Local government area in the Wheatbelt region of Western Australia

The Shire of Narembeen is a local government area in the eastern Wheatbelt region of Western Australia, about 300 km east of the state capital, Perth, and between the shires of Merredin to the north, and Kondinin to the south.
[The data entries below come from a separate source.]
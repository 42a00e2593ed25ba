//! Operation building: content model → ordered batch of slide operations.
//!
//! For every sentence the builder emits exactly five operations:
//!
//! ```text
//! CreateSlide ─▶ CreateTextBox ─▶ InsertText ─▶ SetTextStyle ─▶ CreateImage
//!     S…            T… on S…        into T…        on T…          I… on S…
//! ```
//!
//! Later operations refer to ids created earlier in the same batch, so the
//! host must apply them in order. The image check runs over the whole model
//! before the first operation is emitted: a deck with one image-less sentence
//! produces an error, never a batch with a broken slide in it.

use crate::config::{DeckConfig, TextStyle};
use crate::error::SlidesError;
use crate::model::ContentModel;
use crate::operation::{Dimension, ObjectId, OperationBatch, SlideOperation};
use crate::pipeline::layout::LayoutPlanner;
use tracing::debug;
use uuid::Uuid;

/// What kind of object an id is minted for.
#[derive(Debug, Clone, Copy, PartialEq, Eq)]
pub enum ObjectKind {
    Slide,
    TextBox,
    Image,
}

impl ObjectKind {
    /// Single-letter id prefix.
    pub fn prefix(&self) -> char {
        match self {
            ObjectKind::Slide => 'S',
            ObjectKind::TextBox => 'T',
            ObjectKind::Image => 'I',
        }
    }
}

/// Source of fresh object ids. Ids must be unique within a batch.
pub trait IdGenerator {
    fn next_id(&mut self, kind: ObjectKind) -> ObjectId;
}

/// UUIDv7-based ids: unique and sortable by creation time.
///
/// The hyphen-free form keeps ids inside the host's
/// `[a-zA-Z0-9_][a-zA-Z0-9_-:]{4,49}` pattern.
#[derive(Debug, Default, Clone, Copy)]
pub struct TimeOrderedIds;

impl IdGenerator for TimeOrderedIds {
    fn next_id(&mut self, kind: ObjectKind) -> ObjectId {
        ObjectId::new(format!("{}{}", kind.prefix(), Uuid::now_v7().simple()))
    }
}

/// Deterministic ids (`S000001`, `T000002`, …) for tests and dry runs.
#[derive(Debug, Default, Clone)]
pub struct SequentialIds {
    next: u64,
}

impl IdGenerator for SequentialIds {
    fn next_id(&mut self, kind: ObjectKind) -> ObjectId {
        self.next += 1;
        ObjectId::new(format!("{}{:06}", kind.prefix(), self.next))
    }
}

/// Turns a fully enriched [`ContentModel`] into an [`OperationBatch`].
#[derive(Debug, Clone)]
pub struct OperationBuilder<G = TimeOrderedIds> {
    planner: LayoutPlanner,
    style: TextStyle,
    ids: G,
}

impl OperationBuilder<TimeOrderedIds> {
    /// Builder with layout and style from `config` and time-ordered ids.
    pub fn new(config: &DeckConfig) -> Self {
        Self::with_ids(
            LayoutPlanner::new(config.layout),
            config.text_style.clone(),
            TimeOrderedIds,
        )
    }
}

impl<G: IdGenerator> OperationBuilder<G> {
    pub fn with_ids(planner: LayoutPlanner, style: TextStyle, ids: G) -> Self {
        Self {
            planner,
            style,
            ids,
        }
    }

    /// Build the batch for every sentence in `model`, in sentence order.
    ///
    /// # Errors
    /// [`SlidesError::MissingImage`] with the index of the first sentence
    /// that has no image URL. No operations are produced in that case.
    pub fn build_batch(&mut self, model: &ContentModel) -> Result<OperationBatch, SlidesError> {
        if let Some(sentence) = model.first_missing_image() {
            return Err(SlidesError::MissingImage { sentence });
        }

        let mut ops = Vec::with_capacity(model.sentences.len() * 5);
        for (index, sentence) in model.sentences.iter().enumerate() {
            let layout = self.planner.plan_layout(index);
            let slide_id = self.ids.next_id(ObjectKind::Slide);
            let box_id = self.ids.next_id(ObjectKind::TextBox);

            ops.push(SlideOperation::CreateSlide {
                slide_id: slide_id.clone(),
                insertion_index: index,
            });
            ops.push(SlideOperation::CreateTextBox {
                box_id: box_id.clone(),
                slide_id: slide_id.clone(),
                placement: layout.text_box,
            });
            ops.push(SlideOperation::InsertText {
                box_id: box_id.clone(),
                text: sentence.text.clone(),
                insertion_index: 0,
            });
            ops.push(SlideOperation::SetTextStyle {
                box_id,
                font_size: Dimension::pt(self.style.font_size_pt),
                font_family: self.style.font_family.clone(),
            });

            // Checked above; a missing image here would be a logic error.
            let url = sentence
                .primary_image()
                .ok_or(SlidesError::MissingImage { sentence: index })?;
            ops.push(SlideOperation::CreateImage {
                image_id: self.ids.next_id(ObjectKind::Image),
                slide_id,
                url: url.to_string(),
                placement: layout.image,
            });
        }

        debug!(
            "Built {} operations for {} slides",
            ops.len(),
            model.sentences.len()
        );
        Ok(OperationBatch::from(ops))
    }
}

/// Build a batch with time-ordered ids and the layout/style from `config`.
pub fn build_batch(model: &ContentModel, config: &DeckConfig) -> Result<OperationBatch, SlidesError> {
    OperationBuilder::new(config).build_batch(model)
}
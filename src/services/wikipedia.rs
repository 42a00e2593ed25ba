//! Article text from the MediaWiki `extracts` API.
//!
//! One request per run:
//! `GET {endpoint}?action=query&prop=extracts&explaintext=1&redirects=1&format=json&formatversion=2&titles={topic}`.
//! The plain-text extract keeps section markers (`== History ==`) and blank
//! lines, which [`crate::pipeline::normalize`] removes afterwards.

use super::{error_body, ContentSource};
use crate::error::SlidesError;
use async_trait::async_trait;
use serde::Deserialize;
use tracing::{debug, info};

#[derive(Debug, Deserialize)]
struct QueryResponse {
    query: Option<Query>,
}

#[derive(Debug, Deserialize)]
struct Query {
    #[serde(default)]
    pages: Vec<Page>,
}

#[derive(Debug, Deserialize)]
struct Page {
    title: Option<String>,
    #[serde(default)]
    missing: bool,
    #[serde(default)]
    invalid: bool,
    extract: Option<String>,
}

/// [`ContentSource`] backed by a MediaWiki installation.
pub struct WikipediaSource {
    client: reqwest::Client,
    endpoint: String,
}

impl WikipediaSource {
    pub fn new(client: reqwest::Client, endpoint: impl Into<String>) -> Self {
        Self {
            client,
            endpoint: endpoint.into(),
        }
    }
}

#[async_trait]
impl ContentSource for WikipediaSource {
    async fn fetch(&self, topic: &str) -> Result<String, SlidesError> {
        info!("Fetching article for '{}' from {}", topic, self.endpoint);
        let unavailable = |reason: String| SlidesError::SourceUnavailable {
            topic: topic.to_string(),
            reason,
        };

        let response = self
            .client
            .get(&self.endpoint)
            .query(&[
                ("action", "query"),
                ("prop", "extracts"),
                ("explaintext", "1"),
                ("redirects", "1"),
                ("format", "json"),
                ("formatversion", "2"),
                ("titles", topic),
            ])
            .send()
            .await
            .map_err(|e| {
                if e.is_timeout() {
                    unavailable("request timed out".into())
                } else {
                    unavailable(e.to_string())
                }
            })?;

        if !response.status().is_success() {
            return Err(unavailable(error_body(response).await));
        }

        let body = response.text().await.map_err(|e| unavailable(e.to_string()))?;
        let text = parse_extract(&body).map_err(unavailable)?;
        debug!("Fetched {} chars for '{}'", text.len(), topic);
        Ok(text)
    }
}

/// Pull the first page's plain-text extract out of a query response.
fn parse_extract(body: &str) -> Result<String, String> {
    let parsed: QueryResponse =
        serde_json::from_str(body).map_err(|e| format!("unexpected response: {e}"))?;
    let page = parsed
        .query
        .and_then(|q| q.pages.into_iter().next())
        .ok_or_else(|| "response contained no pages".to_string())?;

    if page.missing || page.invalid {
        return Err(format!(
            "no article named '{}'",
            page.title.unwrap_or_default()
        ));
    }
    match page.extract {
        Some(text) if !text.trim().is_empty() => Ok(text),
        _ => Err("article is empty".into()),
    }
}

#[cfg(test)]
mod tests {
    use super::*;

    #[test]
    fn parses_extract() {
        let body = r#"{"batchcomplete":true,"query":{"pages":[
            {"pageid":1,"ns":0,"title":"Rust","extract":"Rust is a language.\n\n== History ==\nIt began in 2006."}
        ]}}"#;
        let text = parse_extract(body).unwrap();
        assert!(text.starts_with("Rust is a language."));
        assert!(text.contains("== History =="));
    }

    #[test]
    fn missing_page_is_an_error() {
        let body = r#"{"query":{"pages":[{"ns":0,"title":"Zzxq","missing":true}]}}"#;
        let err = parse_extract(body).unwrap_err();
        assert!(err.contains("Zzxq"), "got: {err}");
    }

    #[test]
    fn empty_extract_is_an_error() {
        let body = r#"{"query":{"pages":[{"pageid":2,"title":"Stub","extract":"  "}]}}"#;
        assert_eq!(parse_extract(body).unwrap_err(), "article is empty");
    }

    #[test]
    fn malformed_body_is_an_error() {
        assert!(parse_extract("<html>").is_err());
        assert!(parse_extract(r#"{"batchcomplete":true}"#).is_err());
    }
}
The Shire has a land area of 3833 km2 and its seat of government is the town of Narembeen.

==History==
The Narembeen Road District was gazetted on 6 June 1924. On 1 July 1961, it became a shire following the passage of the Local Government Act 1960, which reformed all remaining road districts into shires.

==Towns and localities==
The towns and localities of the Shire of Narembeen with population and size figures based on the most recent Australian census:

| Locality | Population | Area | Map |
|---|---|---|---|
| Cramphorne | 43 (SAL 2021) | 716.4 km^{2} (276.6 sq mi) |  |
| Mount Walker | 76 (SAL 2021) | 661.8 km^{2} (255.5 sq mi) |  |
| Narembeen | 423 (SAL 2021) | 1 km^{2} (0.39 sq mi) |  |
| South Kumminin | 85 (SAL 2021) | 939.7 km^{2} (362.8 sq mi) |  |
| Wadderin | 100 (SAL 2021) | 671.3 km^{2} (259.2 sq mi) |  |
| West Holleton | 36 (SAL 2021) | 431.4 km^{2} (166.6 sq mi) |  |
| Woolocutty | 34 (SAL 2021) | 410.6 km^{2} (158.5 sq mi) |  |

==Heritage-listed places==

As of 2023, 172 places are heritage-listed in the Shire of Narembeen, of which five are on the State Register of Heritage Places.